Sashiko did have one comment on what happens if there are multiple things
in the kfifo and fn fails.  At that point I think we are in the all
bets are off corner and stranding a driver is fine, but open to other opinions!

https://sashiko.dev/#/patchset/20260505173029.2718246-1-terry.bowman%40amd.com

So with that in mind

Reviewed-by: Jonathan Cameron <jic23@kernel.org>

> diff --git a/drivers/pci/pcie/aer_cxl_vh.c b/drivers/pci/pcie/aer_cxl_vh.c
> new file mode 100644
> index 000000000000..c0fea2c2b9bc
> --- /dev/null
> +++ b/drivers/pci/pcie/aer_cxl_vh.c


> +int for_each_cxl_proto_err(struct cxl_proto_err_work_data *wd,
> +			   cxl_proto_err_fn_t fn)
> +{
> +	int rc;
> +
> +	guard(rwsem_read)(&cxl_proto_err_kfifo.rwsem);
> +	while (kfifo_get(&cxl_proto_err_kfifo.fifo, wd)) {
> +		rc = fn(wd);
> +		pci_dev_put(wd->pdev);
> +		if (rc)
> +			return rc;
This is where Sashiko complains.

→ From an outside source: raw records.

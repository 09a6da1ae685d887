//! Configuration validation.
//!
//! # Responsibilities
//! - Semantic validation (serde handles syntactic)
//! - Check every service origin is an absolute http(s) URL
//! - Validate value ranges (timeouts > 0, delay cap >= base delay)
//! - Detect malformed or duplicated route prefixes
//!
//! # Design Decisions
//! - Returns all validation errors, not just first
//! - Validation is pure function: ClientConfig → Result<(), Vec<ValidationError>>
//! - Runs before config is accepted into the system

use std::collections::HashSet;

use thiserror::Error;
use url::Url;

use crate::config::schema::{ClientConfig, Service};

/// A single semantic problem in a configuration.
#[derive(Debug, Clone, PartialEq, Eq, Error)]
pub enum ValidationError {
    #[error("service '{service}' has invalid origin '{origin}': {reason}")]
    InvalidOrigin {
        service: Service,
        origin: String,
        reason: String,
    },

    #[error("route '{0}' path prefix must start with '/'")]
    RelativePrefix(String),

    #[error("route prefix '{0}' is declared more than once")]
    DuplicatePrefix(String),

    #[error("{0} must be greater than zero")]
    ZeroValue(&'static str),

    #[error("retries.max_delay_ms ({max}) is below retries.retry_delay_ms ({base})")]
    DelayCapBelowBase { base: u64, max: u64 },

    #[error("graphql.endpoint '{0}' must start with '/'")]
    RelativeGraphQlEndpoint(String),
}

/// Validate a configuration, collecting every problem found.
pub fn validate_config(config: &ClientConfig) -> Result<(), Vec<ValidationError>> {
    let mut errors = Vec::new();

    for service in Service::ALL {
        let origin = config.services.origin(service);
        if let Err(reason) = check_origin(origin) {
            errors.push(ValidationError::InvalidOrigin {
                service,
                origin: origin.to_string(),
                reason,
            });
        }
    }

    let mut seen = HashSet::new();
    for route in &config.routes {
        if !route.path_prefix.starts_with('/') {
            errors.push(ValidationError::RelativePrefix(route.name.clone()));
        }
        if !seen.insert(route.path_prefix.trim_end_matches('/')) {
            errors.push(ValidationError::DuplicatePrefix(route.path_prefix.clone()));
        }
    }

    if config.timeouts.request_ms == 0 {
        errors.push(ValidationError::ZeroValue("timeouts.request_ms"));
    }
    if config.timeouts.connect_ms == 0 {
        errors.push(ValidationError::ZeroValue("timeouts.connect_ms"));
    }

    if config.retries.enabled && config.retries.max_delay_ms < config.retries.retry_delay_ms {
        errors.push(ValidationError::DelayCapBelowBase {
            base: config.retries.retry_delay_ms,
            max: config.retries.max_delay_ms,
        });
    }

    if !config.graphql.endpoint.starts_with('/') {
        errors.push(ValidationError::RelativeGraphQlEndpoint(
            config.graphql.endpoint.clone(),
        ));
    }

    if errors.is_empty() {
        Ok(())
    } else {
        Err(errors)
    }
}

/// Parse an origin, accepting only absolute http(s) URLs with a host.
pub fn parse_origin(origin: &str) -> Result<Url, String> {
    let url = Url::parse(origin).map_err(|e| e.to_string())?;
    if !matches!(url.scheme(), "http" | "https") {
        return Err(format!("unsupported scheme '{}'", url.scheme()));
    }
    if url.host_str().is_none() {
        return Err("missing host".to_string());
    }
    if url.query().is_some() || url.fragment().is_some() {
        return Err("origin must not carry a query or fragment".to_string());
    }
    Ok(url)
}

fn check_origin(origin: &str) -> Result<(), String> {
    parse_origin(origin).map(|_| ())
}
//! Resilience subsystem.
//!
//! # Data Flow
//! ```text
//! Call to a backend service:
//!     → timeouts.rs (enforce per-attempt deadline)
//!     → On failure: retries.rs (check if retryable)
//!     → backoff.rs (sleep with exponential backoff + jitter)
//! ```
//!
//! # Design Decisions
//! - Timeouts are non-negotiable; every call has a deadline
//! - Retries only for idempotent requests (GET, PUT, DELETE)
//! - Retry budget is bounded by configuration, never unbounded

pub mod backoff;
pub mod retries;
pub mod timeouts;

pub use retries::RetryPolicy;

Specifically:
"If the consumer callback fn() returns an error, does this early return
strand the remaining items in the kfifo?
Because cxl_forward_error() takes a pci_dev reference for each enqueued
item, it looks like these stranded items might leak their pci_dev references
and prevent clean unbinding or hot-unplug until a new error triggers the
queue again."

I'd go with indeed it does, but there is no right thing to do here. I guess
we could flush the kfifo and call pci_dev_put() on each of them, but that's horrible.
Would basically mean calling the same stuff you have for cancelling outstanding
entrees on exit().


> +	}
> +
> +	return 0;
> +}
> +EXPORT_SYMBOL_FOR_MODULES(for_each_cxl_proto_err, "cxl_core");